La confianza en la escritura digital ha cambiado radicalmente. En plena era dominada por la inteligencia artificial, textos perfectamente redactados generan sospechas sobre su origen. Lejos de buscar la corrección máxima, algunas personas han empezado a cometer errores ortográficos y gramaticales de manera deliberada para demostrar que son auténticos y no robots.

Este fenómeno surge tras años en que los avances tecnológicos estuvieron orientados a eliminar erratas y mejorar el estilo. Herramientas como correctores ortográficos y autocorrectores buscaron siempre optimizar los textos.

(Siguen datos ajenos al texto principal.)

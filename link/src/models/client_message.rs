use serde::{Deserialize, Serialize};

use crate::path::Path;
use crate::query::Query;

/// Client-to-server request messages
#[derive(Debug, Clone, PartialEq, Serialize, Deserialize)]
#[serde(tag = "type", rename_all = "snake_case")]
pub enum ClientMessage {
    /// Authenticate the WebSocket connection
    ///
    /// Sent immediately after the socket opens when a bearer token is
    /// configured. Server responds with AuthSuccess or AuthError.
    Authenticate {
        token: String,
    },

    /// Start receiving pushes for every path listed
    ///
    /// Paths already covered by an earlier subscribe are never repeated.
    Subscribe {
        paths: Vec<Path>,
    },

    /// Stop receiving pushes for every path listed
    Unsubscribe {
        paths: Vec<Path>,
    },

    /// One-shot fetch of the data selected by a query
    Get {
        /// Correlates the GetResult/GetError answer
        request_id: u64,
        query: Query,
        /// Session credential of the page that issued the request
        #[serde(default, skip_serializing_if = "Option::is_none")]
        session: Option<String>,
    },
}

impl ClientMessage {
    /// Short name used in log lines.
    pub fn kind(&self) -> &'static str {
        match self {
            ClientMessage::Authenticate { .. } => "authenticate",
            ClientMessage::Subscribe { .. } => "subscribe",
            ClientMessage::Unsubscribe { .. } => "unsubscribe",
            ClientMessage::Get { .. } => "get",
        }
    }
}
//! Low-level WebSocket helpers used by the connection task.

use crate::error::{LabLinkError, Result};
use crate::event_handlers::EventHandlers;
use crate::models::{ClientMessage, ServerMessage};
use futures_util::{SinkExt, StreamExt};
use std::collections::hash_map::DefaultHasher;
use std::hash::{Hash, Hasher};
use std::time::Duration;
use tokio::net::TcpStream;
use tokio::time::Instant as TokioInstant;
use tokio_tungstenite::{tungstenite::protocol::Message, MaybeTlsStream};
use url::Url;

pub(crate) type WebSocketStream = tokio_tungstenite::WebSocketStream<MaybeTlsStream<TcpStream>>;

/// Turn the configured base URL into the socket URL.
///
/// `http`/`https` map to `ws`/`wss`. When the base URL has no path of its
/// own, `ws_path` is used.
pub(crate) fn resolve_ws_url(base_url: &str, ws_path: &str) -> Result<String> {
    let base = Url::parse(base_url.trim()).map_err(|e| {
        LabLinkError::ConfigurationError(format!("Invalid base_url '{}': {}", base_url, e))
    })?;

    validate_ws_url(&base, "base_url")?;

    let ws_scheme = match base.scheme() {
        "http" | "ws" => "ws",
        "https" | "wss" => "wss",
        other => {
            return Err(LabLinkError::ConfigurationError(format!(
                "Unsupported base_url scheme '{}'; expected http(s) or ws(s)",
                other
            )));
        },
    };

    let mut ws_url = base.clone();
    ws_url.set_scheme(ws_scheme).map_err(|_| {
        LabLinkError::ConfigurationError("Failed to set WebSocket URL scheme".to_string())
    })?;

    let own_path = base.path().trim_end_matches('/').to_string();
    if own_path.is_empty() {
        let path = if ws_path.starts_with('/') {
            ws_path.to_string()
        } else {
            format!("/{}", ws_path)
        };
        ws_url.set_path(&path);
    } else {
        ws_url.set_path(&own_path);
    }

    Ok(ws_url.to_string())
}

fn validate_ws_url(url: &Url, context: &str) -> Result<()> {
    if url.host_str().is_none() {
        return Err(LabLinkError::ConfigurationError(format!("{} must include a host", context)));
    }

    if !url.username().is_empty() || url.password().is_some() {
        return Err(LabLinkError::ConfigurationError(format!(
            "{} must not include username/password credentials",
            context
        )));
    }

    if url.query().is_some() || url.fragment().is_some() {
        return Err(LabLinkError::ConfigurationError(format!(
            "{} must not include query parameters or fragments",
            context
        )));
    }

    Ok(())
}

/// Serialize and send one message, reporting it to the `on_send` hook.
pub(crate) async fn send_message(
    ws: &mut WebSocketStream,
    message: &ClientMessage,
    event_handlers: &EventHandlers,
) -> Result<()> {
    let payload = serde_json::to_string(message).map_err(|e| {
        LabLinkError::SerializationError(format!("Failed to serialize {}: {}", message.kind(), e))
    })?;
    event_handlers.emit_send(&payload);
    ws.send(Message::Text(payload.into())).await.map_err(|e| {
        LabLinkError::WebSocketError(format!("Failed to send {}: {}", message.kind(), e))
    })
}

pub(crate) fn parse_server_message(text: &str) -> Result<ServerMessage> {
    serde_json::from_str(text).map_err(|e| {
        LabLinkError::SerializationError(format!("Malformed server message: {}", e))
    })
}

/// Send `authenticate` and wait for the server's verdict.
///
/// Pings are answered and unrelated frames ignored while waiting.
pub(crate) async fn send_auth_and_wait(
    ws: &mut WebSocketStream,
    token: &str,
    auth_timeout: Duration,
    event_handlers: &EventHandlers,
) -> Result<()> {
    let auth_message = ClientMessage::Authenticate {
        token: token.to_string(),
    };
    send_message(ws, &auth_message, event_handlers).await?;

    let deadline = TokioInstant::now() + auth_timeout;
    loop {
        let remaining = deadline.saturating_duration_since(TokioInstant::now());
        if remaining.is_zero() {
            return Err(LabLinkError::TimeoutError(format!(
                "Authentication timeout ({:?})",
                auth_timeout
            )));
        }

        match tokio::time::timeout(remaining, ws.next()).await {
            Ok(Some(Ok(Message::Text(text)))) => {
                event_handlers.emit_receive(&text);
                match parse_server_message(&text) {
                    Ok(ServerMessage::AuthSuccess { user }) => {
                        log::debug!("[lab-link] Authenticated as {:?}", user);
                        return Ok(());
                    },
                    Ok(ServerMessage::AuthError { message }) => {
                        return Err(LabLinkError::AuthenticationError(format!(
                            "WebSocket authentication failed: {}",
                            message
                        )));
                    },
                    Ok(_) => continue,
                    Err(e) => return Err(e),
                }
            },
            Ok(Some(Ok(Message::Ping(payload)))) => {
                let _ = ws.send(Message::Pong(payload)).await;
            },
            Ok(Some(Ok(Message::Pong(_) | Message::Binary(_) | Message::Frame(_)))) => {
                continue;
            },
            Ok(Some(Ok(Message::Close(_)))) => {
                return Err(LabLinkError::WebSocketError(
                    "Connection closed during authentication".to_string(),
                ));
            },
            Ok(Some(Err(e))) => {
                return Err(LabLinkError::WebSocketError(format!(
                    "WebSocket error during authentication: {}",
                    e
                )));
            },
            Ok(None) => {
                return Err(LabLinkError::WebSocketError(
                    "Connection closed before authentication completed".to_string(),
                ));
            },
            Err(_) => {
                return Err(LabLinkError::TimeoutError(format!(
                    "Authentication timeout ({:?})",
                    auth_timeout
                )));
            },
        }
    }
}

/// Spread keepalive pings of different clients by up to +/-20% of `base`.
///
/// The jitter is derived from `key`, so a client keeps its phase across
/// reconnects.
pub(crate) fn jitter_keepalive_interval(base: Duration, key: &str) -> Duration {
    let base_ms = u64::try_from(base.as_millis()).unwrap_or(u64::MAX);
    if base_ms <= 1 {
        return base;
    }

    let jitter_span = (base_ms / 5).max(1);
    let mut hasher = DefaultHasher::new();
    key.hash(&mut hasher);
    let hashed = hasher.finish();

    let offset = (hashed % (2 * jitter_span + 1)) as i64 - jitter_span as i64;
    let jittered_ms = if offset >= 0 {
        base_ms.saturating_add(offset as u64)
    } else {
        base_ms.saturating_sub(offset.unsigned_abs()).max(1)
    };

    Duration::from_millis(jittered_ms)
}
//! Runtime `connect` / `disconnect` listeners.
//!
//! Unlike [`EventHandlers`](crate::EventHandlers), listeners can be attached
//! and detached at any time while the client runs.

use crate::error::LabLinkError;
use crate::event_handlers::DisconnectReason;
use std::collections::BTreeMap;
use std::fmt;
use std::str::FromStr;
use std::sync::Arc;

#[derive(Debug, Clone, Copy, PartialEq, Eq, Hash)]
pub enum LinkEventKind {
    Connect,
    Disconnect,
}

impl FromStr for LinkEventKind {
    type Err = LabLinkError;

    fn from_str(s: &str) -> Result<Self, Self::Err> {
        match s {
            "connect" => Ok(LinkEventKind::Connect),
            "disconnect" => Ok(LinkEventKind::Disconnect),
            other => Err(LabLinkError::ConfigurationError(format!(
                "Unknown event kind '{}'",
                other
            ))),
        }
    }
}

impl fmt::Display for LinkEventKind {
    fn fmt(&self, f: &mut fmt::Formatter<'_>) -> fmt::Result {
        match self {
            LinkEventKind::Connect => write!(f, "connect"),
            LinkEventKind::Disconnect => write!(f, "disconnect"),
        }
    }
}

#[derive(Debug, Clone, PartialEq, Eq)]
pub enum LinkEvent {
    Connect,
    Disconnect(DisconnectReason),
}

impl LinkEvent {
    pub fn kind(&self) -> LinkEventKind {
        match self {
            LinkEvent::Connect => LinkEventKind::Connect,
            LinkEvent::Disconnect(_) => LinkEventKind::Disconnect,
        }
    }
}

/// Handle returned by `on`, used with `off`.
#[derive(Debug, Clone, Copy, PartialEq, Eq, PartialOrd, Ord, Hash)]
pub struct ListenerId(u64);

pub type LinkListener = Arc<dyn Fn(&LinkEvent) + Send + Sync>;

pub(crate) struct Listeners {
    next_id: u64,
    entries: BTreeMap<ListenerId, (LinkEventKind, LinkListener)>,
}

impl Default for Listeners {
    fn default() -> Self {
        Self {
            next_id: 1,
            entries: BTreeMap::new(),
        }
    }
}

impl Listeners {
    pub(crate) fn add(&mut self, kind: LinkEventKind, listener: LinkListener) -> ListenerId {
        let id = ListenerId(self.next_id);
        self.next_id += 1;
        self.entries.insert(id, (kind, listener));
        id
    }

    pub(crate) fn remove(&mut self, id: ListenerId) -> bool {
        self.entries.remove(&id).is_some()
    }

    /// Listeners for `kind` in registration order, cloned so they can be
    /// called without holding the table.
    pub(crate) fn for_kind(&self, kind: LinkEventKind) -> Vec<LinkListener> {
        self.entries
            .values()
            .filter(|(k, _)| *k == kind)
            .map(|(_, listener)| listener.clone())
            .collect()
    }
}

Sin embargo, hoy la excelencia absoluta en la escritura es vista por algunos como signo de falsedad o producción automatizada, lo que provoca una reacción contraria: imperfección voluntaria para parecer humano.

Este cambio no solo modifica la manera en que escribimos, sino también cómo percibimos el esfuerzo y la honestidad en los contenidos. Profesores explican que, ante trabajos sin fallos, dudan si realmente fueron redactados por el estudiante o generados por una IA, evidencia de una pérdida generalizada de confianza visual en la comunicación escrita.

Las erratas intencionales incluyen desde omisiones de mayúsculas, frases inconexas, hasta combinaciones caóticas que rompen la fluidez tradicional para que el lector reconozca un toque humano auténtico, similar a cómo algunos negocios adoptan imperfecciones calculadas para dar sensación de naturalidad.

Este giro refleja un nuevo desafío cultural en la era digital: cómo diferenciar lo humano de lo artificial cuando la tecnología es capaz de imitar con precisión casi perfecta. La batalla ya no es contra los errores, sino contra la sospecha que genera la perfección impecable.